[GIVEN ENTRIES]
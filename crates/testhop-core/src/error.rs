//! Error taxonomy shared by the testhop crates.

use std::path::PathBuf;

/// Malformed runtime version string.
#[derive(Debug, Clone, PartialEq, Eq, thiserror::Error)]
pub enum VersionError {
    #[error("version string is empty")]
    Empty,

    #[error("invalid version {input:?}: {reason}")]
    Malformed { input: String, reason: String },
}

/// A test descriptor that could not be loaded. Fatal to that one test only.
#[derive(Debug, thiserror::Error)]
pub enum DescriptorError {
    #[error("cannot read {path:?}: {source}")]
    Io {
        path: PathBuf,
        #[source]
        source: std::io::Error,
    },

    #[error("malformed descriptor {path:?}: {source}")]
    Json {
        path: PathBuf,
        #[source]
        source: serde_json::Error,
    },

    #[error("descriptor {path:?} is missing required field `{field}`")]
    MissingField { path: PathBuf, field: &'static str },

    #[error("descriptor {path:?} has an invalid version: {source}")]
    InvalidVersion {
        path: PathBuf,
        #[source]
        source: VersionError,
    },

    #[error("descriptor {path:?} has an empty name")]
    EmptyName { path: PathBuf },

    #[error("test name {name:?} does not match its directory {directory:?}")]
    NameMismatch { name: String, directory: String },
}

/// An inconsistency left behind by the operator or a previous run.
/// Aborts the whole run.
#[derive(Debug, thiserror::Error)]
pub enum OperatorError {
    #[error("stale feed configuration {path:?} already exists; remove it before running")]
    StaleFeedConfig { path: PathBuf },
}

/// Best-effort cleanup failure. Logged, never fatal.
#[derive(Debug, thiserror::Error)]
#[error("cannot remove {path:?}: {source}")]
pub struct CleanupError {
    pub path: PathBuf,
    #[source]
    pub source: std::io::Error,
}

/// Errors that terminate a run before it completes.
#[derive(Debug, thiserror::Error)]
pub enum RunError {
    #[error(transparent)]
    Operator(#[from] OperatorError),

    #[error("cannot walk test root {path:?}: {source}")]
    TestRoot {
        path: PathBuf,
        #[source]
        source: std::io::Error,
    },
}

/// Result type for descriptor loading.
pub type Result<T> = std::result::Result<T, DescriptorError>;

[ABOUT THIS EXERCISE] Look through the listing and extract every line with "remove" in it.

[YOUR RESPONSE]
    #[error("stale feed configuration {path:?} already exists; remove it before running")]
#[error("cannot remove {path:?}: {source}")]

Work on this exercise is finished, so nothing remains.